Yes another red lover!! I'm so happy you enjoyed the pictures. I am happy to say no more red bags for me.  Time to diversify!

Take care of yourself dear, I wish you the best for 2014 as well.


----------



## Venessa84

Happy New Year Nico! Haven't stopped by in a while and absolutely love the new additions. Although, I love every piece, your red collection sort of speaks to me.


----------



## arlv8500

Nico! O...m...g...! Hee hee. I love your camellia woc! After I got my lamb skin woc, I have been too chicken to buy another. And my camellia wallet is in such bad shape I am embarrassed to use it now... 

I want to live in your closet! It looks awesome!!! Hahahahaa.

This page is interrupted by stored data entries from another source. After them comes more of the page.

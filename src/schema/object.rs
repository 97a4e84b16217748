//! Object validation.
//!
//! [`ObjectSchema`] validates a JSON object field by field against a declared
//! shape and builds a fresh output object from the validated field values.

use std::fmt;
use std::sync::Arc;

use indexmap::IndexMap;
use serde_json::{Map, Value};
use stillwater::Validation;

use crate::error::SchemaErrors;
use crate::path::JsonPath;
use crate::ValidationResult;

use super::traits::{SchemaLike, ValueValidator};

/// A validator for objects with a declared set of fields.
///
/// * Only declared fields are validated; undeclared input keys are ignored
///   and never copied to the output.
/// * A declared field missing from the input is handed to its validator as
///   absent, so it fails unless wrapped in `optional()` or `default()`.
/// * Errors from every field are collected, each under `path.field`.
/// * The output is built from validated values, so coercion, trimming and
///   defaults show up in it. Fields whose validated value is absent are left
///   out.
///
/// # Example
///
/// ```rust
/// use fablecheck::prelude::*;
/// use serde_json::json;
///
/// let schema = Schema::object()
///     .field("a", Schema::string().min_len(5))
///     .field("b", Schema::number().positive());
///
/// let errors = schema.safe_parse(&json!({"a": "x", "b": -1})).into_result().unwrap_err();
/// let found: Vec<_> = errors.iter().map(|e| (e.path.dotted(), e.code)).collect();
/// assert_eq!(found, vec![
///     ("a".to_string(), ErrorCode::TooShort),
///     ("b".to_string(), ErrorCode::InvalidPositive),
/// ]);
/// ```
#[derive(Clone, Default)]
pub struct ObjectSchema {
    fields: IndexMap<String, Arc<dyn ValueValidator>>,
    type_error_message: Option<String>,
}

impl ObjectSchema {
    pub fn new() -> Self {
        Self {
            fields: IndexMap::new(),
            type_error_message: None,
        }
    }

    /// Declares a field. Declaring the same name again replaces its
    /// validator but keeps its original position.
    pub fn field<S>(mut self, name: impl Into<String>, schema: S) -> Self
    where
        S: SchemaLike + 'static,
    {
        self.fields.insert(name.into(), Arc::new(schema));
        self
    }

    /// Returns a copy of this shape with the fields of `other` added.
    ///
    /// ```rust
    /// use fablecheck::prelude::*;
    /// use serde_json::json;
    ///
    /// let base = Schema::object().field("title", Schema::string());
    /// let with_genre = base.extend(&Schema::object().field("genre", Schema::string()));
    ///
    /// assert_eq!(with_genre.field_names().collect::<Vec<_>>(), vec!["title", "genre"]);
    /// ```
    pub fn extend(&self, other: &ObjectSchema) -> Self {
        let mut merged = self.clone();
        for (name, schema) in &other.fields {
            merged.fields.insert(name.clone(), Arc::clone(schema));
        }
        merged
    }

    /// Overrides the message used when the input is not an object.
    pub fn error(mut self, message: impl Into<String>) -> Self {
        self.type_error_message = Some(message.into());
        self
    }

    /// Declared field names, in declaration order.
    pub fn field_names(&self) -> impl Iterator<Item = &str> {
        self.fields.keys().map(String::as_str)
    }

    pub fn len(&self) -> usize {
        self.fields.len()
    }

    pub fn is_empty(&self) -> bool {
        self.fields.is_empty()
    }
}

impl fmt::Debug for ObjectSchema {
    fn fmt(&self, f: &mut fmt::Formatter<'_>) -> fmt::Result {
        f.debug_struct("ObjectSchema")
            .field("fields", &self.fields.keys().collect::<Vec<_>>())
            .finish()
    }
}

impl SchemaLike for ObjectSchema {
    type Output = Map<String, Value>;

    fn validate_input(
        &self,
        input: Option<&Value>,
        path: &JsonPath,
    ) -> ValidationResult<Map<String, Value>> {
        let obj = match input {
            Some(Value::Object(obj)) => obj,
            _ => {
                return Validation::Failure(super::type_mismatch(
                    path,
                    "object",
                    input,
                    self.type_error_message.as_ref(),
                ))
            }
        };

        let mut errors = Vec::new();
        let mut validated = Map::new();

        for (name, schema) in &self.fields {
            let field_path = path.push_field(name);
            match schema.validate_value(obj.get(name), &field_path) {
                Validation::Success(Some(v)) => {
                    validated.insert(name.clone(), v);
                }
                Validation::Success(None) => {}
                Validation::Failure(e) => errors.extend(e),
            }
        }

        if errors.is_empty() {
            Validation::Success(validated)
        } else {
            Validation::Failure(SchemaErrors::from_vec(errors))
        }
    }

    fn output_to_value(&self, output: Map<String, Value>) -> Value {
        Value::Object(output)
    }
}
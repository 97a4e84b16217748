//! Field-level validators shared by the request shapes.

use std::sync::LazyLock;

use regex::Regex;

use crate::schema::{NumberSchema, Schema, StringSchema};

static USERNAME: LazyLock<Regex> =
    LazyLock::new(|| Regex::new(r"^[a-zA-Z0-9_-]+$").expect("username regex is valid"));

static UUID: LazyLock<Regex> = LazyLock::new(|| {
    Regex::new(r"^[0-9a-fA-F]{8}-[0-9a-fA-F]{4}-[0-9a-fA-F]{4}-[0-9a-fA-F]{4}-[0-9a-fA-F]{12}$")
        .expect("uuid regex is valid")
});

pub fn email() -> StringSchema {
    Schema::string().email()
}

/// 8 to 100 characters.
pub fn password() -> StringSchema {
    Schema::string().min_len(8).max_len(100)
}

/// 3 to 30 characters of letters, digits, `_` and `-`.
pub fn username() -> StringSchema {
    Schema::string()
        .min_len(3)
        .max_len(30)
        .matches(USERNAME.clone())
        .error("may only contain letters, numbers, underscores and hyphens")
}

/// 1 to 50 characters.
pub fn display_name() -> StringSchema {
    Schema::string().min_len(1).max_len(50)
}

pub fn url() -> StringSchema {
    Schema::string().url()
}

/// Canonical hyphenated form, either case.
pub fn uuid() -> StringSchema {
    Schema::string().matches(UUID.clone()).error("invalid UUID")
}

pub fn positive_int() -> NumberSchema {
    Schema::number().integer().positive()
}

/// Whole stars from 1 to 5.
pub fn rating() -> NumberSchema {
    Schema::number().integer().range(1.0..=5.0)
}
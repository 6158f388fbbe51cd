//! Identifiers, dotted names and declaration modifiers.

use std::fmt;

use bitflags::bitflags;
use classbind_core::{Span, Visibility};

/// An identifier with its source location.
#[derive(Debug, Clone, PartialEq, Eq, Hash)]
pub struct Ident {
    pub name: String,
    pub span: Span,
}

impl Ident {
    pub fn new(name: impl Into<String>, span: Span) -> Self {
        Self {
            name: name.into(),
            span,
        }
    }

    pub fn as_str(&self) -> &str {
        &self.name
    }
}

impl From<&str> for Ident {
    fn from(name: &str) -> Self {
        Ident::new(name, Span::default())
    }
}

impl fmt::Display for Ident {
    fn fmt(&self, f: &mut fmt::Formatter<'_>) -> fmt::Result {
        f.write_str(&self.name)
    }
}

/// A dotted name such as `System.Collections.IList`.
#[derive(Debug, Clone, PartialEq, Eq, Hash)]
pub struct QualifiedName {
    /// Segments in source order. Never empty.
    pub segments: Vec<Ident>,
    pub span: Span,
}

impl QualifiedName {
    /// Parse a dotted path; every segment gets `span`.
    pub fn parse(path: &str, span: Span) -> Self {
        Self {
            segments: path.split('.').map(|s| Ident::new(s, span)).collect(),
            span,
        }
    }

    pub fn simple(ident: Ident) -> Self {
        let span = ident.span;
        Self {
            segments: vec![ident],
            span,
        }
    }

    pub fn is_simple(&self) -> bool {
        self.segments.len() == 1
    }

    /// The final segment.
    pub fn last(&self) -> &Ident {
        &self.segments[self.segments.len() - 1]
    }

    /// All segments except the last.
    pub fn qualifier(&self) -> &[Ident] {
        &self.segments[..self.segments.len() - 1]
    }

    pub fn at(mut self, span: Span) -> Self {
        self.span = span;
        for seg in &mut self.segments {
            seg.span = span;
        }
        self
    }
}

impl From<&str> for QualifiedName {
    fn from(path: &str) -> Self {
        QualifiedName::parse(path, Span::default())
    }
}

impl fmt::Display for QualifiedName {
    fn fmt(&self, f: &mut fmt::Formatter<'_>) -> fmt::Result {
        for (i, seg) in self.segments.iter().enumerate() {
            if i > 0 {
                f.write_str(".")?;
            }
            f.write_str(&seg.name)?;
        }
        Ok(())
    }
}

bitflags! {
    /// Modifier keywords as written on a declaration.
    ///
    /// These are syntax. The gatherer maps them onto class and member flags.
    #[derive(Debug, Clone, Copy, PartialEq, Eq, Hash, Default)]
    pub struct Modifiers: u32 {
        const PUBLIC    = 1 << 0;
        const PROTECTED = 1 << 1;
        const INTERNAL  = 1 << 2;
        const PRIVATE   = 1 << 3;
        const ABSTRACT  = 1 << 4;
        const SEALED    = 1 << 5;
        const STATIC    = 1 << 6;
        const VIRTUAL   = 1 << 7;
        const OVERRIDE  = 1 << 8;
        const NEW       = 1 << 9;
        const READONLY  = 1 << 10;
        const VOLATILE  = 1 << 11;
        const EXTERN    = 1 << 12;
        const CONST     = 1 << 13;
    }
}

impl Modifiers {
    pub const ACCESS: Modifiers = Modifiers::PUBLIC
        .union(Modifiers::PROTECTED)
        .union(Modifiers::INTERNAL)
        .union(Modifiers::PRIVATE);

    /// Declared visibility, or `default` when no access keyword is present.
    pub fn visibility(self, default: Visibility) -> Visibility {
        if self.contains(Modifiers::PUBLIC) {
            Visibility::Public
        } else if self.contains(Modifiers::PROTECTED | Modifiers::INTERNAL) {
            Visibility::ProtectedInternal
        } else if self.contains(Modifiers::PROTECTED) {
            Visibility::Protected
        } else if self.contains(Modifiers::INTERNAL) {
            Visibility::Internal
        } else if self.contains(Modifiers::PRIVATE) {
            Visibility::Private
        } else {
            default
        }
    }
}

I want to see an updated scarf pic!


----------



## Nico_79

Venessa84 said:


> Happy New Year Nico! Haven't stopped by in a while and absolutely love the new additions. Although, I love every piece, your red collection sort of speaks to me.



Happy New Year Venessa! Thanks for dropping by.  Glad to that I could share my red addiction with you.  I promise no more red bags for 2014!



arlv8500 said:


> Nico! O...m...g...! Hee hee. I love your camellia woc! After I got my lamb skin woc, I have been too chicken to buy another. And my camellia wallet is in such bad shape I am embarrassed to use it now...
> 
> I want to live in your closet! It looks awesome!!! Hahahahaa.
> 
> I want to see an updated scarf pic!



 You're too funny! I was anxious too at first, but eventually I told myself I pay too much not to use this and to baby it, if it can't handle my abuse then I won't buy from XXX brand again. How bad of a shape are we talking here lady?  It's probably not as bad as my poor Dior one. Boy that puppy took a beating, but I still love it.

My closet is a disaster, since I moved I never bothered with an organizer. Honestly, I don't know how I find things in there these days!  If you lived there I probably wouldn't even notice. Actually locked my poor kitty in there by accident too. Oops.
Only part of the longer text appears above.